Nick is quiet for a moment. I wonder if he's looking at me before he answers. After all, I feel like it's something he would do. Then again, I also felt like he would have told me that he was leaving to go to Maine for two years. But I guess I was wrong.

Maybe I didn't know him as well as I thought.

"Sure," he responds quietly.

Owen chuckles. "That's believable."

Again, Nick is quiet before responding. "I'm not really sure what to feel. This is all just so—" he sighs. "—fucked up. I fucked up."

"It's still fresh, Nick. Things will settle eventually. It's just new to everyone, that's all."

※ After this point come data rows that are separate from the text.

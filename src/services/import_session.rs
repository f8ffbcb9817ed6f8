use std::path::Path;

use chrono::{DateTime, Utc};
use smallvec::SmallVec;
use uuid::Uuid;

use crate::error::AppError;
use crate::models::{ColumnMapping, CsvDocument, ImportResult, ImportStage, NormalizedRow, TargetField};
use crate::services::csv_parser::parse_csv;
use crate::services::header_classifier::infer_mapping;
use crate::services::row_normalizer::normalize_row;

pub const PREVIEW_ROWS: usize = 5;
pub const ADVISORY_ROW_LIMIT: usize = 1000;
const ACCEPTED_EXTENSIONS: [&str; 2] = ["csv", "txt"];

pub type PreviewRows = SmallVec<[NormalizedRow; PREVIEW_ROWS]>;

/// What `begin_import` hands to the batch run; the session keeps its own copy.
///
/// `run` identifies the run. Progress, completion and abort calls carrying an
/// older run are dropped, so a run abandoned by `reset` cannot touch a newer one.
#[derive(Debug, Clone)]
pub struct ImportSnapshot {
    pub run: u64,
    pub document: CsvDocument,
    pub mapping: ColumnMapping,
}

/// One upload-to-result walk through the importer.
///
/// Stages move `upload → mapping ⇄ preview → importing → complete`;
/// `reset` returns to `upload` from anywhere.
#[derive(Debug, Clone)]
pub struct ImportSession {
    id: Uuid,
    created_at: DateTime<Utc>,
    max_file_size: usize,
    stage: ImportStage,
    file_name: Option<String>,
    document: CsvDocument,
    mapping: ColumnMapping,
    progress: u8,
    result: Option<ImportResult>,
    current_run: u64,
}

impl ImportSession {
    pub fn new(max_file_size: usize) -> Self {
        Self {
            id: Uuid::new_v4(),
            created_at: Utc::now(),
            max_file_size,
            stage: ImportStage::Upload,
            file_name: None,
            document: CsvDocument::default(),
            mapping: ColumnMapping::default(),
            progress: 0,
            result: None,
            current_run: 0,
        }
    }

    pub fn id(&self) -> Uuid {
        self.id
    }

    pub fn created_at(&self) -> DateTime<Utc> {
        self.created_at
    }

    pub fn stage(&self) -> ImportStage {
        self.stage
    }

    pub fn file_name(&self) -> Option<&str> {
        self.file_name.as_deref()
    }

    pub fn document(&self) -> &CsvDocument {
        &self.document
    }

    pub fn mapping(&self) -> &ColumnMapping {
        &self.mapping
    }

    pub fn progress(&self) -> u8 {
        self.progress
    }

    pub fn result(&self) -> Option<&ImportResult> {
        self.result.as_ref()
    }

    fn is_current_run(&self, run: u64) -> bool {
        self.stage == ImportStage::Importing && self.current_run == run
    }

    fn require(&self, stage: ImportStage, action: &'static str) -> Result<(), AppError> {
        if self.stage == stage {
            Ok(())
        } else {
            Err(AppError::InvalidTransition {
                from: self.stage.as_str(),
                action,
            })
        }
    }

    /// upload → mapping. The session is untouched when the file is rejected.
    pub fn load_file(&mut self, file_name: &str, bytes: &[u8]) -> Result<(), AppError> {
        self.require(ImportStage::Upload, "upload a file")?;
        validate_upload(file_name, bytes.len(), self.max_file_size)?;

        let text = String::from_utf8_lossy(bytes);
        let document = parse_csv(&text);

        if document.headers.is_empty() {
            return Err(AppError::InvalidInput("CSV file has no header row".to_string()));
        }
        if document.rows.is_empty() {
            return Err(AppError::InvalidInput("CSV file has no data rows".to_string()));
        }
        if document.row_count() > ADVISORY_ROW_LIMIT {
            tracing::warn!(
                "{} has {} rows, imports above {} rows are not recommended",
                file_name,
                document.row_count(),
                ADVISORY_ROW_LIMIT
            );
        }

        self.mapping = infer_mapping(&document.headers);
        tracing::info!(
            "Session {} loaded {}: {} columns, {} rows, title mapped: {}",
            self.id,
            file_name,
            document.headers.len(),
            document.row_count(),
            self.mapping.has_title()
        );

        self.document = document;
        self.file_name = Some(file_name.to_string());
        self.stage = ImportStage::Mapping;
        Ok(())
    }

    pub fn set_mapping(&mut self, column: usize, field: TargetField) -> Result<(), AppError> {
        self.require(ImportStage::Mapping, "change the column mapping")?;
        if !self.mapping.set(column, field) {
            return Err(AppError::InvalidInput(format!(
                "Column {} does not exist (file has {} columns)",
                column,
                self.document.headers.len()
            )));
        }
        Ok(())
    }

    /// mapping → preview, gated on a title column.
    pub fn continue_to_preview(&mut self, board_id: &str) -> Result<PreviewRows, AppError> {
        self.require(ImportStage::Mapping, "continue to preview")?;
        if !self.mapping.has_title() {
            return Err(AppError::MissingTitleMapping);
        }

        self.stage = ImportStage::Preview;
        Ok(self.preview(board_id))
    }

    pub fn preview(&self, board_id: &str) -> PreviewRows {
        self.document
            .rows
            .iter()
            .take(PREVIEW_ROWS)
            .map(|row| normalize_row(&self.mapping, row, board_id))
            .collect()
    }

    pub fn back_to_mapping(&mut self) -> Result<(), AppError> {
        self.require(ImportStage::Preview, "go back to mapping")?;
        self.stage = ImportStage::Mapping;
        Ok(())
    }

    /// preview → importing. The mapping is frozen from here on.
    pub fn begin_import(&mut self) -> Result<ImportSnapshot, AppError> {
        self.require(ImportStage::Preview, "start the import")?;
        self.current_run += 1;
        self.stage = ImportStage::Importing;
        self.progress = 0;
        self.result = None;

        Ok(ImportSnapshot {
            run: self.current_run,
            document: self.document.clone(),
            mapping: self.mapping.clone(),
        })
    }

    pub fn set_progress(&mut self, run: u64, percent: u8) {
        if self.is_current_run(run) {
            self.progress = percent.min(100);
        }
    }

    pub fn complete(&mut self, run: u64, result: ImportResult) -> Result<(), AppError> {
        self.require(ImportStage::Importing, "complete the import")?;
        if self.current_run != run {
            return Err(AppError::InvalidTransition {
                from: self.stage.as_str(),
                action: "complete an abandoned import",
            });
        }
        self.stage = ImportStage::Complete;
        self.progress = 100;
        self.result = Some(result);
        Ok(())
    }

    /// A fatal run error drops back to preview without a result.
    pub fn abort(&mut self, run: u64) {
        if self.is_current_run(run) {
            self.stage = ImportStage::Preview;
            self.progress = 0;
            self.result = None;
        }
    }

    pub fn reset(&mut self) {
        self.stage = ImportStage::Upload;
        self.file_name = None;
        self.document = CsvDocument::default();
        self.mapping = ColumnMapping::default();
        self.progress = 0;
        self.result = None;
    }
}

pub fn validate_upload(file_name: &str, size: usize, max_file_size: usize) -> Result<(), AppError> {
    let extension = Path::new(file_name)
        .extension()
        .and_then(|ext| ext.to_str())
        .map(str::to_lowercase)
        .unwrap_or_default();

    if !ACCEPTED_EXTENSIONS.contains(&extension.as_str()) {
        return Err(AppError::UnsupportedFileType(file_name.to_string()));
    }
    if size > max_file_size {
        return Err(AppError::FileTooLarge {
            size,
            limit: max_file_size,
        });
    }
    Ok(())
}

#[cfg(test)]
mod tests {
    use super::*;
    use crate::models::PostStatus;

    const LIMIT: usize = 10 * 1024 * 1024;

    fn mapped_session(csv: &str) -> ImportSession {
        let mut session = ImportSession::new(LIMIT);
        session.load_file("posts.csv", csv.as_bytes()).unwrap();
        session
    }

    #[test]
    fn upload_seeds_mapping_and_moves_to_mapping() {
        let session = mapped_session("Title,Votes,Status\nDark mode,150,Planned\n");
        assert_eq!(session.stage(), ImportStage::Mapping);
        assert_eq!(session.file_name(), Some("posts.csv"));
        assert_eq!(session.mapping().field_at(0), Some(TargetField::Title));
        assert_eq!(session.mapping().field_at(1), Some(TargetField::Votes));
        assert_eq!(session.mapping().field_at(2), Some(TargetField::Status));
    }

    #[test]
    fn rejected_uploads_leave_session_in_upload() {
        let mut session = ImportSession::new(LIMIT);

        let err = session.load_file("posts.xlsx", b"Title\nA\n").unwrap_err();
        assert!(matches!(err, AppError::UnsupportedFileType(_)));

        let err = session.load_file("posts.csv", b"Title\n").unwrap_err();
        assert!(matches!(err, AppError::InvalidInput(_)));

        let err = session.load_file("posts.csv", b"").unwrap_err();
        assert!(matches!(err, AppError::InvalidInput(_)));

        assert_eq!(session.stage(), ImportStage::Upload);
        assert!(session.file_name().is_none());
    }

    #[test]
    fn upload_limits_are_enforced() {
        assert!(validate_upload("FEEDBACK.TXT", 10, 100).is_ok());
        assert!(matches!(
            validate_upload("feedback.csv", 101, 100),
            Err(AppError::FileTooLarge { size: 101, limit: 100 })
        ));
        assert!(matches!(
            validate_upload("feedback", 1, 100),
            Err(AppError::UnsupportedFileType(_))
        ));
    }

    #[test]
    fn preview_requires_a_title_column() {
        let mut session = mapped_session("Summary,Votes\nSlow search,4\n");
        assert!(matches!(
            session.continue_to_preview("board"),
            Err(AppError::MissingTitleMapping)
        ));
        assert_eq!(session.stage(), ImportStage::Mapping);

        session.set_mapping(0, TargetField::Title).unwrap();
        let preview = session.continue_to_preview("board").unwrap();
        assert_eq!(session.stage(), ImportStage::Preview);
        assert_eq!(preview[0].post.title, "Slow search");
    }

    #[test]
    fn preview_shows_first_five_normalized_rows() {
        let csv = (1..=8).fold(String::from("Title,Status\n"), |mut acc, i| {
            acc.push_str(&format!("Post {},WEIRD\n", i));
            acc
        });
        let mut session = mapped_session(&csv);
        let preview = session.continue_to_preview("board").unwrap();

        assert_eq!(preview.len(), PREVIEW_ROWS);
        assert!(preview.iter().all(|row| row.post.status == PostStatus::Open));
        assert_eq!(preview[4].post.title, "Post 5");
    }

    #[test]
    fn mapping_is_frozen_outside_the_mapping_stage() {
        let mut session = mapped_session("Title\nA\n");
        session.continue_to_preview("board").unwrap();
        assert!(matches!(
            session.set_mapping(0, TargetField::Skip),
            Err(AppError::InvalidTransition { from: "preview", .. })
        ));

        tokio_test::assert_ok!(session.back_to_mapping());
        tokio_test::assert_ok!(session.set_mapping(0, TargetField::Description));
        tokio_test::assert_err!(session.set_mapping(9, TargetField::Title));
    }

    #[test]
    fn import_lifecycle_and_abort() {
        let mut session = mapped_session("Title\nA\n");
        assert!(session.begin_import().is_err());

        session.continue_to_preview("board").unwrap();
        let snapshot = session.begin_import().unwrap();
        assert_eq!(snapshot.document.row_count(), 1);
        assert_eq!(session.stage(), ImportStage::Importing);

        session.set_progress(snapshot.run, 50);
        assert_eq!(session.progress(), 50);

        session.abort(snapshot.run);
        assert_eq!(session.stage(), ImportStage::Preview);
        assert!(session.result().is_none());

        let retry = session.begin_import().unwrap();
        assert_ne!(retry.run, snapshot.run);
        session.complete(retry.run, ImportResult::default()).unwrap();
        assert_eq!(session.stage(), ImportStage::Complete);
        assert_eq!(session.progress(), 100);
        assert!(session.result().is_some());
    }

    #[test]
    fn reset_returns_to_upload_from_any_stage() {
        let mut session = mapped_session("Title\nA\n");
        session.continue_to_preview("board").unwrap();
        let snapshot = session.begin_import().unwrap();
        session.complete(snapshot.run, ImportResult::default()).unwrap();

        session.reset();
        assert_eq!(session.stage(), ImportStage::Upload);
        assert!(session.document().headers.is_empty());
        assert!(session.result().is_none());

        session.load_file("again.txt", b"Title\nB\n").unwrap();
        assert_eq!(session.stage(), ImportStage::Mapping);
    }

    #[test]
    fn abandoned_run_cannot_touch_a_newer_run() {
        let mut session = mapped_session("Title\nA\n");
        session.continue_to_preview("board").unwrap();
        let abandoned = session.begin_import().unwrap();

        session.reset();
        session.load_file("b.csv", b"Title\nB\nC\n").unwrap();
        session.continue_to_preview("board").unwrap();
        let current = session.begin_import().unwrap();

        session.set_progress(current.run, 40);
        session.set_progress(abandoned.run, 90);
        assert_eq!(session.progress(), 40);

        let stale = ImportResult {
            total_rows: 1,
            ..Default::default()
        };
        assert!(matches!(
            session.complete(abandoned.run, stale),
            Err(AppError::InvalidTransition { from: "importing", .. })
        ));
        session.abort(abandoned.run);
        assert_eq!(session.stage(), ImportStage::Importing);

        let fresh = ImportResult {
            total_rows: 2,
            ..Default::default()
        };
        session.complete(current.run, fresh).unwrap();
        assert_eq!(session.stage(), ImportStage::Complete);
        assert_eq!(session.file_name(), Some("b.csv"));
        assert_eq!(session.result().map(|r| r.total_rows), Some(2));
    }
}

"I just can't believe I could do something like this," he nearly whispers. "I put you and your dad through so much. And Mary? God, I—"

My stomach sinks.

"I hurt her. It's absolutely killing me that I could do something like this. I was so, so in love with her. How could I—" he sighs. "I don't know how I left her. I really don't."

Owen doesn't say anything right away. I wonder if they hear my heart racing in my chest in response to their conversation. Or my teeth clenching in my mouth. Or if they feel my body trembling with nerves.

They must not, because Owen finally replies and says: "Just give her time, okay? She just needs time."

"I don't know how I can make her forgive me. This is killing me, you have no idea," his voice is soft and gentle.

I need time, Nick.

It's 11:19 when we finally pull into the familiar driveway. When I look up at the house, really nothing has changed from what I remember. In fact, it's exactly what I remember.

The dark green one story house is shaded by many trees that blow back and forth from the lake breeze. The cute little patio out front has the same three wooden rocking chairs facing the road with a rectangular coffee table in the center. There's two lanterns hanging on either side of the front door, and two flower pots with yellow and purple flowers to frame it as well.